But, you know, Democrats have been talking about Donald Trump for a long, long time and not getting a ton of visible traction on it. Right. I mean, Trump's numbers didn't like plummet over various things like Ukraine, the impeachment and stuff like that. So gross incompetence in governance really needed a crisis in order to show those contrasts that Biden had been talking about in a level of relief. I think that really drove it home for the average voter.
I mean, one hundred fifty eight million people voted. One hundred fifty eight million people are not paying attention to every twist and turn of government action.
So the way you see it, do you think Biden would have lost were it not for the pandemic? A couple of our sources, even people in the Biden campaign, acknowledged as much. One source told us the stars kind of aligned everything from the pandemic on the way. Trump mishandled that. It was a referendum against Donald Trump and he, I think, blew it.

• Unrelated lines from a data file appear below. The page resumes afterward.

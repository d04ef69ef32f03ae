//! Euro-based reference rate table
//!
//! Rates are quoted the way the European Central Bank publishes them:
//! one unit of the base currency buys `rate` units of the quoted currency.
//! Codes with a `null` rate are legacy currencies kept in the published
//! history; they are listed but cannot be converted.

use super::{RateError, RateProvider};
use anyhow::{Context, Result};
use chrono::NaiveDate;
use serde::Deserialize;
use std::collections::{BTreeMap, BTreeSet};
use std::fs;
use std::path::Path;
use tracing::debug;

/// Snapshot shipped with the binary
const BUNDLED_TABLE: &str = include_str!("../../data/eurofxref.json");

/// On-disk shape of a rate table
#[derive(Debug, Deserialize)]
struct RawTable {
    date: NaiveDate,
    #[serde(default = "default_base")]
    base: String,
    rates: BTreeMap<String, Option<f64>>,
}

fn default_base() -> String {
    "EUR".to_string()
}

/// Reference rates for a single date
#[derive(Debug, Clone, PartialEq)]
pub struct RateTable {
    date: NaiveDate,
    base: String,
    rates: BTreeMap<String, Option<f64>>,
}

impl RateTable {
    /// Build a table from explicit rates. The base currency is always
    /// quoted at 1.0.
    pub fn from_rates<I, S>(date: NaiveDate, base: &str, rates: I) -> Result<Self, RateError>
    where
        I: IntoIterator<Item = (S, Option<f64>)>,
        S: Into<String>,
    {
        let mut table = BTreeMap::new();

        for (code, rate) in rates {
            let code = code.into();
            if let Some(value) = rate {
                if !value.is_finite() || value <= 0.0 {
                    return Err(RateError::InvalidTable(format!(
                        "rate for {} must be a positive number, got {}",
                        code, value
                    )));
                }
            }
            table.insert(code, rate);
        }

        table.insert(base.to_string(), Some(1.0));

        Ok(Self {
            date,
            base: base.to_string(),
            rates: table,
        })
    }

    /// Parse a JSON rate table
    pub fn from_json(content: &str) -> Result<Self, RateError> {
        let raw: RawTable = serde_json::from_str(content)
            .map_err(|e| RateError::InvalidTable(e.to_string()))?;

        Self::from_rates(raw.date, &raw.base, raw.rates)
    }

    /// The snapshot embedded at compile time
    pub fn bundled() -> Result<Self, RateError> {
        Self::from_json(BUNDLED_TABLE)
    }

    /// Load a JSON rate table from disk
    pub fn load(path: &Path) -> Result<Self> {
        let content = fs::read_to_string(path)
            .with_context(|| format!("Failed to read rate table from {:?}", path))?;

        let table = Self::from_json(&content)
            .with_context(|| format!("Failed to parse rate table from {:?}", path))?;

        debug!(
            path = %path.display(),
            date = %table.date,
            currencies = table.rates.len(),
            "Loaded rate table"
        );

        Ok(table)
    }

    /// Reference date of the rates
    pub fn date(&self) -> NaiveDate {
        self.date
    }

    pub fn base(&self) -> &str {
        &self.base
    }

    fn rate(&self, code: &str) -> Option<f64> {
        self.rates.get(code).copied().flatten()
    }
}

impl RateProvider for RateTable {
    fn currencies(&self) -> BTreeSet<String> {
        self.rates.keys().cloned().collect()
    }

    fn convert(&self, amount: f64, from: &str, to: &str) -> Result<f64, RateError> {
        let not_found = || RateError::RateNotFound {
            from: from.to_string(),
            to: to.to_string(),
        };

        let from_rate = self.rate(from).ok_or_else(not_found)?;
        if from == to {
            return Ok(amount);
        }
        let to_rate = self.rate(to).ok_or_else(not_found)?;

        Ok(amount / from_rate * to_rate)
    }
}

#[cfg(test)]
mod tests {
    use super::*;

    fn sample() -> RateTable {
        RateTable::from_rates(
            NaiveDate::from_ymd_opt(2024, 6, 14).unwrap(),
            "EUR",
            [("USD", Some(1.08)), ("GBP", Some(0.85)), ("CYP", None)],
        )
        .unwrap()
    }

    #[test]
    fn test_base_is_implied() {
        let table = sample();
        let codes: Vec<String> = table.currencies().into_iter().collect();
        assert_eq!(codes, vec!["CYP", "EUR", "GBP", "USD"]);
        assert_eq!(table.base(), "EUR");
    }

    #[test]
    fn test_convert_from_base() {
        let table = sample();
        let out = table.convert(100.0, "EUR", "USD").unwrap();
        assert!((out - 108.0).abs() < 1e-9);
    }

    #[test]
    fn test_convert_cross_rate() {
        let table = sample();
        let out = table.convert(108.0, "USD", "GBP").unwrap();
        assert!((out - 85.0).abs() < 1e-9);
    }

    #[test]
    fn test_identity_pair() {
        let table = sample();
        assert_eq!(table.convert(42.0, "USD", "USD").unwrap(), 42.0);
    }

    #[test]
    fn test_missing_rate() {
        let table = sample();
        let err = table.convert(100.0, "EUR", "CYP").unwrap_err();
        assert_eq!(
            err,
            RateError::RateNotFound {
                from: "EUR".into(),
                to: "CYP".into()
            }
        );
        assert!(table.convert(100.0, "CYP", "CYP").is_err());
        assert!(table.convert(100.0, "XXX", "EUR").is_err());
    }

    #[test]
    fn test_rejects_bad_rates() {
        let date = NaiveDate::from_ymd_opt(2024, 6, 14).unwrap();
        assert!(RateTable::from_rates(date, "EUR", [("USD", Some(0.0))]).is_err());
        assert!(RateTable::from_rates(date, "EUR", [("USD", Some(-1.0))]).is_err());
        assert!(RateTable::from_rates(date, "EUR", [("USD", Some(f64::NAN))]).is_err());
    }

    #[test]
    fn test_from_json() {
        let table = RateTable::from_json(
            r#"{ "date": "2024-01-02", "rates": { "USD": 1.1, "LTL": null } }"#,
        )
        .unwrap();
        assert_eq!(table.date(), NaiveDate::from_ymd_opt(2024, 1, 2).unwrap());
        assert_eq!(table.base(), "EUR");
        assert!(table.currencies().contains("LTL"));

        assert!(matches!(
            RateTable::from_json("not json"),
            Err(RateError::InvalidTable(_))
        ));
    }

    #[test]
    fn test_bundled_table() {
        let table = RateTable::bundled().unwrap();
        assert!(table.currencies().contains("EUR"));
        assert!(table.currencies().contains("USD"));
        assert_eq!(table.convert(100.0, "EUR", "EUR").unwrap(), 100.0);
        assert!(table.convert(100.0, "EUR", "CYP").is_err());
    }
}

You know, everyone was talking about his base and how only the base would come out.
He was able to galvanize other folks to come in and vote for him in minority communities. So I think that was key, too. And I think that was something that caught the Biden camp off guard as well.
And it's callous and uncomfortable to think about the pandemic as being lucky for a political candidate. And to your point, Galen, there was an opportunity for Donald Trump here to really increase his electability by handling it well, by showing compassion. One of Biden's closest confidants, somebody talks to him all the time, said to us, if Trump had just shown a little more compassion as late as September or October, just a little bit. He would have won reelection, and so it's not just sort of our take on it, the people inside the campaigns believe this.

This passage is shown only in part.